The mechanism is legal and structural. Industry trade groups — the Sugar Association, the National Dairy Council, the American Meat Institute, the Grocery Manufacturers Association — nominate candidates to the committee. They fund university nutrition departments. They endow professorships. The nominee who best represents "mainstream nutrition science" is also, often, the nominee whose career was built inside the industry's funding ecosystem.
In 2024, Big Food spent $29.5 million on federal lobbying and employed 327 lobbyists — 65% of whom were revolving-door former government officials. When the 2015 advisory committee recommended that the guidelines address the environmental sustainability of food, the meat and dairy industry lobbied Congress. The USDA and Department of Health and Human Services determined sustainability was "outside the scope" of the guidelines. The recommendation was excised.

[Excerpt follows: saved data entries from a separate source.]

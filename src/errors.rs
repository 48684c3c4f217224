//! Error types surfaced by the transcript pipeline.
//!
//! Only [`TranscriptError`] ever reaches a caller of [`crate::parse_transcript_file`]:
//! per-record failures ([`TimestampError`]) are absorbed by the record builder,
//! which drops the offending record and moves on.

use std::path::PathBuf;

use thiserror::Error;

/// Whole-transcript failures. The session produces no record set.
#[derive(Debug, Error)]
pub enum TranscriptError {
    #[error("failed to read transcript {path}: {source}")]
    Io {
        path: PathBuf,
        #[source]
        source: std::io::Error,
    },

    #[error("transcript is too large: {size} bytes (limit {limit} bytes)")]
    TooLarge { size: u64, limit: u64 },

    #[error("transcript is not valid UTF-8 (first invalid byte at offset {offset})")]
    InvalidEncoding { offset: usize },

    #[error("transcript is empty")]
    Empty,

    #[error("no message headers found; is this a chat export?")]
    NoMessageBoundaries,
}

/// A message header whose date/time matched no supported encoding.
#[derive(Debug, Clone, PartialEq, Eq, Error)]
pub enum TimestampError {
    #[error("unparseable timestamp: {0:?}")]
    Unparseable(String),
}

/// Invalid filter expressions.
#[derive(Debug, Clone, PartialEq, Eq, Error)]
pub enum FilterError {
    #[error("invalid filter term '{0}' (expected field:value)")]
    InvalidTerm(String),

    #[error("unknown filter field '{0}' (expected user, from or to)")]
    UnknownField(String),

    #[error("empty value for filter field '{0}'")]
    EmptyValue(String),

    #[error("filter field '{0}' given more than once")]
    DuplicateField(String),

    #[error("unterminated quoted value for filter field '{0}'")]
    UnterminatedQuote(String),

    #[error("invalid date '{0}' (expected YYYY-MM-DD)")]
    InvalidDate(String),

    #[error("date range is empty: from {from} is after to {to}")]
    EmptyRange { from: String, to: String },
}

/// Unreadable or malformed configuration files.
#[derive(Debug, Error)]
pub enum ConfigError {
    #[error("failed to read config file {path}: {source}")]
    Io {
        path: PathBuf,
        #[source]
        source: std::io::Error,
    },

    #[error("invalid config file {path}: {source}")]
    Parse {
        path: PathBuf,
        #[source]
        source: serde_json::Error,
    },
}
use std::collections::BTreeMap;

use chrono::NaiveDate;

use crate::models::{
    ActivityHeatmap, ChatRecordSet, DailyCount, HOUR_BUCKETS, HourCount, MONTH_NAMES, MonthCount,
    MonthlyCount, WEEKDAY_NAMES, WeekdayCount,
};

/// Messages per calendar month, oldest first.
pub fn monthly_timeline(records: &ChatRecordSet) -> Vec<MonthlyCount> {
    let mut counts: BTreeMap<(i32, u32), usize> = BTreeMap::new();
    for record in records {
        *counts.entry((record.year, record.month_number)).or_default() += 1;
    }

    counts
        .into_iter()
        .map(|((year, month_number), messages)| {
            let month_name = MONTH_NAMES[month_number as usize - 1].to_string();
            MonthlyCount {
                year,
                month_number,
                label: format!("{}-{}", month_name, year),
                month_name,
                messages,
            }
        })
        .collect()
}

/// Messages per day with activity, oldest first.
pub fn daily_timeline(records: &ChatRecordSet) -> Vec<DailyCount> {
    let mut counts: BTreeMap<NaiveDate, usize> = BTreeMap::new();
    for record in records {
        *counts.entry(record.date).or_default() += 1;
    }

    counts.into_iter().map(|(date, messages)| DailyCount { date, messages }).collect()
}

/// Messages per weekday, Monday to Sunday. Weekdays without messages are omitted.
pub fn weekly_activity(records: &ChatRecordSet) -> Vec<WeekdayCount> {
    let mut counts = [0usize; 7];
    for record in records {
        counts[record.weekday_index()] += 1;
    }

    WEEKDAY_NAMES
        .iter()
        .zip(counts)
        .filter(|(_, messages)| *messages > 0)
        .map(|(weekday, messages)| WeekdayCount { weekday: weekday.to_string(), messages })
        .collect()
}

/// Messages per month name across all years, January to December. Months
/// without messages are omitted.
pub fn month_activity(records: &ChatRecordSet) -> Vec<MonthCount> {
    let mut counts = [0usize; 12];
    for record in records {
        counts[record.month_number as usize - 1] += 1;
    }

    MONTH_NAMES
        .iter()
        .zip(counts)
        .filter(|(_, messages)| *messages > 0)
        .map(|(month, messages)| MonthCount { month: month.to_string(), messages })
        .collect()
}

/// Messages per hour bucket, all 24 buckets in hour order.
pub fn hourly_activity(records: &ChatRecordSet) -> Vec<HourCount> {
    let mut counts = [0usize; 24];
    for record in records {
        counts[record.hour as usize] += 1;
    }

    HOUR_BUCKETS
        .iter()
        .zip(counts)
        .map(|(bucket, messages)| HourCount { bucket: bucket.to_string(), messages })
        .collect()
}

/// Weekday x hour-bucket counts, zero-filled.
pub fn activity_heatmap(records: &ChatRecordSet) -> ActivityHeatmap {
    let mut counts = vec![vec![0usize; HOUR_BUCKETS.len()]; WEEKDAY_NAMES.len()];
    for record in records {
        counts[record.weekday_index()][record.hour as usize] += 1;
    }

    ActivityHeatmap {
        weekdays: WEEKDAY_NAMES.iter().map(|s| s.to_string()).collect(),
        buckets: HOUR_BUCKETS.iter().map(|s| s.to_string()).collect(),
        counts,
    }
}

The body count: 40.1 million Americans have diagnosed or undiagnosed diabetes — 90–95% of it Type 2, the metabolic disease most directly linked to dietary patterns and excess sugar consumption. Diabetes appears on 399,342 death certificates per year. Annual economic cost: $412.9 billion. People with diabetes spend 2.6 times more on medical care than those without it. The industry that helped manufacture the epidemic absorbed its research costs as a tax-deductible business expense, faced no reparations, and continues to populate the committee that sets what Americans eat.
Primary source: Union of Concerned Scientists — Big Food's Influence on Dietary Guidelines (2020)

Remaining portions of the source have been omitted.